Saved entries –
//! Shared lock state
//!
//! The single source of truth read and written by the sensor loop, the
//! keypad processor, and the display scheduler. All fields live in one
//! record behind one mutex, so every reader sees a consistent snapshot
//! and a buffer update is never visible without its accompanying status
//! transition.
//!
//! Critical sections are a few field writes; the lock is never held
//! across an await, a sleep, or a credential derivation.

use std::sync::{Arc, Mutex};

use zeroize::Zeroizing;

use crate::status::LockStatus;

/// How a terminator press should be interpreted
#[derive(Debug, Clone, Copy, PartialEq, Eq)]
pub enum EntryMode {
    /// Verify the buffer against the stored credential
    Verify,
    /// Store the buffer as the new credential
    Store,
}

/// Result of handling a completed password entry
#[derive(Debug, Clone, Copy, PartialEq, Eq)]
pub enum EntryOutcome {
    /// Verification succeeded
    Unlocked,
    /// Verification failed (wrong password, missing or undecodable
    /// credential, store unavailable)
    Failed,
    /// A new credential was persisted; lock re-engages
    Stored,
    /// A new credential could not be persisted; lock stays engaged
    StoreRejected,
}

/// A consistent point-in-time view of the lock record
#[derive(Debug, Clone, PartialEq, Eq)]
pub struct LockSnapshot {
    pub status: LockStatus,
    pub buffer: String,
    pub store_mode: bool,
}

/// A password entry removed from the record by [`SharedLockState::take_entry`].
///
/// Holds the buffer copy the hash runs on, plus the reset generation at
/// the time it was taken so a commit can detect a racing reset press.
pub struct PendingEntry {
    pub password: Zeroizing<String>,
    pub mode: EntryMode,
    generation: u64,
}

#[derive(Debug)]
struct LockRecord {
    status: LockStatus,
    buffer: String,
    store_mode: bool,
    /// Bumped on every reset-button press; in-flight verifications
    /// taken under an older generation must not commit.
    reset_generation: u64,
}

/// Cloneable handle to the shared lock record.
///
/// Created once at startup in [`LockStatus::Locked`]; mutated for the
/// process lifetime by the three producer contexts.
#[derive(Clone)]
pub struct SharedLockState {
    inner: Arc<Mutex<LockRecord>>,
}

impl SharedLockState {
    pub fn new() -> Self {
        Self {
            inner: Arc::new(Mutex::new(LockRecord {
                status: LockStatus::Locked,
                buffer: String::new(),
                store_mode: false,
                reset_generation: 0,
            })),
        }
    }

    fn lock(&self) -> std::sync::MutexGuard<'_, LockRecord> {
        // A poisoned lock means a panic elsewhere already took the
        // process down a failing path; continuing with the record is
        // still safe (all states degrade toward Locked).
        self.inner.lock().unwrap_or_else(|e| e.into_inner())
    }

    /// Non-blocking-scale read of the current consistent state.
    pub fn snapshot(&self) -> LockSnapshot {
        let rec = self.lock();
        LockSnapshot {
            status: rec.status,
            buffer: rec.buffer.clone(),
            store_mode: rec.store_mode,
        }
    }

    /// Current status without copying the buffer.
    pub fn status(&self) -> LockStatus {
        self.lock().status
    }

    /// Set the status. Entering `ResetPassword` carries its side
    /// effects (cleared buffer, store mode armed) so use
    /// [`begin_reset`](Self::begin_reset) for that transition instead.
    pub fn transition(&self, new_status: LockStatus) {
        let mut rec = self.lock();
        if new_status == LockStatus::ResetPassword {
            Self::apply_reset(&mut rec);
        } else {
            rec.status = new_status;
        }
    }

    /// Status transition that only fires from an expected prior status.
    ///
    /// Returns `true` if the transition was applied. Used by the
    /// intrusion monitor and display scheduler so a stale decision
    /// (made from an old snapshot) cannot clobber a newer state.
    pub fn transition_from(&self, expected: LockStatus, new_status: LockStatus) -> bool {
        let mut rec = self.lock();
        if rec.status != expected {
            return false;
        }
        rec.status = new_status;
        true
    }

    /// Status transition that fires from any status except `excluded`.
    ///
    /// Returns the status that was replaced, or `None` if the record
    /// was in the excluded status and left untouched.
    pub fn transition_unless(
        &self,
        excluded: LockStatus,
        new_status: LockStatus,
    ) -> Option<LockStatus> {
        let mut rec = self.lock();
        if rec.status == excluded {
            return None;
        }
        let previous = rec.status;
        rec.status = new_status;
        Some(previous)
    }

    /// Append a key to the buffer and, unless a password reset is in
    /// progress, flag the press for the display (one atomic write, so
    /// no reader sees the new character without the status change).
    ///
    /// Accumulation proceeds in every status, including `Intruder`,
    /// `Failed` and `Unlocked`; authorization states gate the display,
    /// not the input.
    pub fn append_key(&self, key: char) {
        let mut rec = self.lock();
        rec.buffer.push(key);
        if rec.status != LockStatus::ResetPassword {
            rec.status = LockStatus::KeyPressed;
        }
    }

    pub fn clear_buffer(&self) {
        self.lock().buffer.clear();
    }

    /// Reset-button press: arm store mode, clear the buffer, force
    /// `ResetPassword`, and invalidate any in-flight entry.
    pub fn begin_reset(&self) {
        let mut rec = self.lock();
        Self::apply_reset(&mut rec);
    }

    fn apply_reset(rec: &mut LockRecord) {
        rec.status = LockStatus::ResetPassword;
        rec.buffer.clear();
        rec.store_mode = true;
        rec.reset_generation += 1;
    }

    /// Terminator press: atomically remove the accumulated buffer and
    /// the store-mode flag. The returned entry is evaluated outside the
    /// lock (hashing is slow) and committed with
    /// [`complete_entry`](Self::complete_entry).
    pub fn take_entry(&self) -> PendingEntry {
        let mut rec = self.lock();
        let password = Zeroizing::new(std::mem::take(&mut rec.buffer));
        let mode = if rec.store_mode {
            EntryMode::Store
        } else {
            EntryMode::Verify
        };
        rec.store_mode = false;
        PendingEntry {
            password,
            mode,
            generation: rec.reset_generation,
        }
    }

    /// Commit the outcome of an evaluated entry.
    ///
    /// Returns `false` without touching the record if the reset button
    /// fired after the entry was taken; the fresher `ResetPassword`
    /// state wins and the stale outcome is dropped.
    pub fn complete_entry(&self, entry: &PendingEntry, outcome: EntryOutcome) -> bool {
        let mut rec = self.lock();
        if rec.reset_generation != entry.generation {
            return false;
        }
        rec.status = match outcome {
            EntryOutcome::Unlocked => LockStatus::Unlocked,
            EntryOutcome::Failed => LockStatus::Failed,
            EntryOutcome::Stored | EntryOutcome::StoreRejected => LockStatus::Locked,
        };
        true
    }
}

impl Default for SharedLockState {
    fn default() -> Self {
        Self::new()
    }
}

#[cfg(test)]
mod tests {
    use super::*;

    #[test]
    fn test_starts_locked_and_empty() {
        let state = SharedLockState::new();
        let snap = state.snapshot();
        assert_eq!(snap.status, LockStatus::Locked);
        assert!(snap.buffer.is_empty());
        assert!(!snap.store_mode);
    }

    #[test]
    fn test_append_flags_keypress() {
        let state = SharedLockState::new();
        state.append_key('1');
        let snap = state.snapshot();
        assert_eq!(snap.status, LockStatus::KeyPressed);
        assert_eq!(snap.buffer, "1");
    }

    #[test]
    fn test_append_during_reset_keeps_status() {
        let state = SharedLockState::new();
        state.begin_reset();
        state.append_key('5');
        let snap = state.snapshot();
        assert_eq!(snap.status, LockStatus::ResetPassword);
        assert_eq!(snap.buffer, "5");
        assert!(snap.store_mode);
    }

    #[test]
    fn test_append_during_intruder_still_accumulates() {
        let state = SharedLockState::new();
        state.transition(LockStatus::Intruder);
        state.append_key('9');
        assert_eq!(state.snapshot().buffer, "9");
    }

    #[test]
    fn test_transition_to_reset_carries_side_effects() {
        let state = SharedLockState::new();
        state.append_key('1');
        state.transition(LockStatus::ResetPassword);
        let snap = state.snapshot();
        assert_eq!(snap.status, LockStatus::ResetPassword);
        assert!(snap.buffer.is_empty());
        assert!(snap.store_mode);
    }

    #[test]
    fn test_transition_from_requires_expected_status() {
        let state = SharedLockState::new();
        assert!(!state.transition_from(LockStatus::Intruder, LockStatus::Default));
        assert_eq!(state.status(), LockStatus::Locked);

        state.transition(LockStatus::Intruder);
        assert!(state.transition_from(LockStatus::Intruder, LockStatus::Default));
        assert_eq!(state.status(), LockStatus::Default);
    }

    #[test]
    fn test_transition_unless_spares_excluded_status() {
        let state = SharedLockState::new();
        state.transition(LockStatus::Unlocked);
        assert!(state
            .transition_unless(LockStatus::Unlocked, LockStatus::Intruder)
            .is_none());
        assert_eq!(state.status(), LockStatus::Unlocked);

        state.transition(LockStatus::Default);
        assert_eq!(
            state.transition_unless(LockStatus::Unlocked, LockStatus::Intruder),
            Some(LockStatus::Default)
        );
        assert_eq!(state.status(), LockStatus::Intruder);
    }

    #[test]
    fn test_take_entry_clears_buffer_and_mode() {
        let state = SharedLockState::new();
        state.begin_reset();
        state.append_key('5');
        state.append_key('5');

        let entry = state.take_entry();
        assert_eq!(entry.password.as_str(), "55");
        assert_eq!(entry.mode, EntryMode::Store);

        let snap = state.snapshot();
        assert!(snap.buffer.is_empty());
        assert!(!snap.store_mode);
    }

    #[test]
    fn test_empty_terminator_yields_empty_entry() {
        let state = SharedLockState::new();
        let entry = state.take_entry();
        assert_eq!(entry.password.as_str(), "");
        assert_eq!(entry.mode, EntryMode::Verify);
    }

    #[test]
    fn test_complete_entry_commits() {
        let state = SharedLockState::new();
        state.append_key('1');
        let entry = state.take_entry();
        assert!(state.complete_entry(&entry, EntryOutcome::Unlocked));
        assert_eq!(state.status(), LockStatus::Unlocked);
    }

    #[test]
    fn test_reset_supersedes_in_flight_entry() {
        let state = SharedLockState::new();
        state.append_key('1');
        let entry = state.take_entry();

        // Reset button fires while the hash is in flight
        state.begin_reset();

        assert!(!state.complete_entry(&entry, EntryOutcome::Unlocked));
        assert_eq!(state.status(), LockStatus::ResetPassword);
        assert!(state.snapshot().store_mode);
    }

    #[test]
    fn test_unlock_replaces_intruder() {
        let state = SharedLockState::new();
        state.append_key('1');
        let entry = state.take_entry();
        state.transition(LockStatus::Intruder);

        assert!(state.complete_entry(&entry, EntryOutcome::Unlocked));
        assert_eq!(state.status(), LockStatus::Unlocked);
    }

    #[test]
    fn test_snapshots_never_torn_under_contention() {
        let state = SharedLockState::new();
        let writer = {
            let state = state.clone();
            std::thread::spawn(move || {
                for i in 0..2_000u32 {
                    match i % 4 {
                        0 => state.append_key('7'),
                        1 => state.begin_reset(),
                        2 => {
                            let entry = state.take_entry();
                            state.complete_entry(&entry, EntryOutcome::Failed);
                        }
                        _ => state.transition(LockStatus::Default),
                    }
                }
            })
        };

        for _ in 0..2_000 {
            let snap = state.snapshot();
            // Store mode is armed only by a reset, which also forces
            // ResetPassword; a later append keeps that status. Any
            // snapshot claiming store mode outside those statuses, or a
            // non-empty buffer in a just-reset state, would be torn.
            if snap.store_mode {
                assert!(
                    snap.status == LockStatus::ResetPassword,
                    "torn snapshot: store_mode set in {:?}",
                    snap.status
                );
            }
        }

        writer.join().unwrap();
    }
}
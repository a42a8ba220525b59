//! Warden Daemon - Main entry point
//!
//! Wires the three execution contexts (sensor loop, keypad processor,
//! display scheduler) around one shared lock state and runs them until
//! a shutdown signal. This binary uses the simulated drivers: keypad
//! characters come from stdin (`!` is the reset button, `#` the
//! terminator), the display is rendered into the log, and the range
//! sensor is an adjustable stub. Real deployments implement
//! `RangeSensor`/`DisplaySink` for their hardware and reuse the rest.

use std::sync::Arc;
use std::thread;
use tracing::{error, info};
use tracing_subscriber::{layer::SubscriberExt, util::SubscriberInitExt};

use warden_core::SharedLockState;
use warden_daemon::sim::{spawn_stdin_keypad, AdjustableRangeSensor, TextDisplay};
use warden_daemon::{
    DisplayScheduler, FileCredentialStore, IntrusionMonitor, KeypadEventProcessor, WardenConfig,
};

#[tokio::main]
async fn main() -> anyhow::Result<()> {
    // Initialize logging
    tracing_subscriber::registry()
        .with(
            tracing_subscriber::EnvFilter::try_from_default_env()
                .unwrap_or_else(|_| "warden_daemon=info".into()),
        )
        .with(tracing_subscriber::fmt::layer())
        .init();

    info!("Starting Warden daemon v{}", env!("CARGO_PKG_VERSION"));

    // Load or create config
    let config_path = WardenConfig::default_path();
    let config = if config_path.exists() {
        WardenConfig::load(&config_path)?
    } else {
        let config = WardenConfig::default();
        if let Some(parent) = config_path.parent() {
            std::fs::create_dir_all(parent)?;
        }
        config.save(&config_path)?;
        info!("Created default config at {:?}", config_path);
        config
    };

    config.ensure_directories()?;

    // Shared state and collaborators
    let state = SharedLockState::new();
    let store = Arc::new(FileCredentialStore::new(config.credential_path.clone()));

    let (shutdown_tx, shutdown_rx) = tokio::sync::watch::channel(false);
    let (key_tx, key_rx) = tokio::sync::mpsc::channel(64);

    // Keypad driver (stdin in the simulated rig; debouncing is the
    // driver's job)
    spawn_stdin_keypad(key_tx);

    // Sensor loop on a dedicated thread: the echo measurement blocks,
    // so it stays off the async runtime
    let sensor_handle = {
        let monitor = IntrusionMonitor::new(state.clone(), config.near_threshold);
        let (sensor, _range) = AdjustableRangeSensor::new(100.0);
        let period = config.sample_period();
        let shutdown = shutdown_rx.clone();
        thread::spawn(move || monitor.run_blocking(sensor, period, shutdown))
    };

    // Keypad event processor
    let keypad_handle = {
        let processor = KeypadEventProcessor::new(
            state.clone(),
            store,
            config.username.clone(),
            config.hash_iterations,
        );
        tokio::spawn(processor.run(key_rx))
    };

    // Display scheduler
    let display_handle = {
        let scheduler = DisplayScheduler::new(
            state,
            TextDisplay::new(),
            config.display_period(),
            config.idle_timeout(),
            config.failure_blink_count,
        );
        tokio::spawn(scheduler.run(shutdown_rx))
    };

    info!("Daemon started successfully");

    // Wait for shutdown signal
    tokio::select! {
        _ = tokio::signal::ctrl_c() => {
            info!("Received shutdown signal");
        }
        _ = keypad_handle => {
            error!("Keypad processor exited unexpectedly");
        }
    }

    // Stop the periodic contexts; the display pushes one final cleared
    // frame before exiting
    let _ = shutdown_tx.send(true);
    if let Err(e) = display_handle.await {
        error!("Display scheduler join error: {}", e);
    }
    if sensor_handle.join().is_err() {
        error!("Sensor loop panicked");
    }

    info!("Daemon shutting down");

    Ok(())
}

BRIEF –
Among the lines above, which ones include the word "tokio"? Copy them.

RESPONSE TO THE EXERCISE –
#[tokio::main]
    let (shutdown_tx, shutdown_rx) = tokio::sync::watch::channel(false);
    let (key_tx, key_rx) = tokio::sync::mpsc::channel(64);
        tokio::spawn(processor.run(key_rx))
        tokio::spawn(scheduler.run(shutdown_rx))
    tokio::select! {
        _ = tokio::signal::ctrl_c() => {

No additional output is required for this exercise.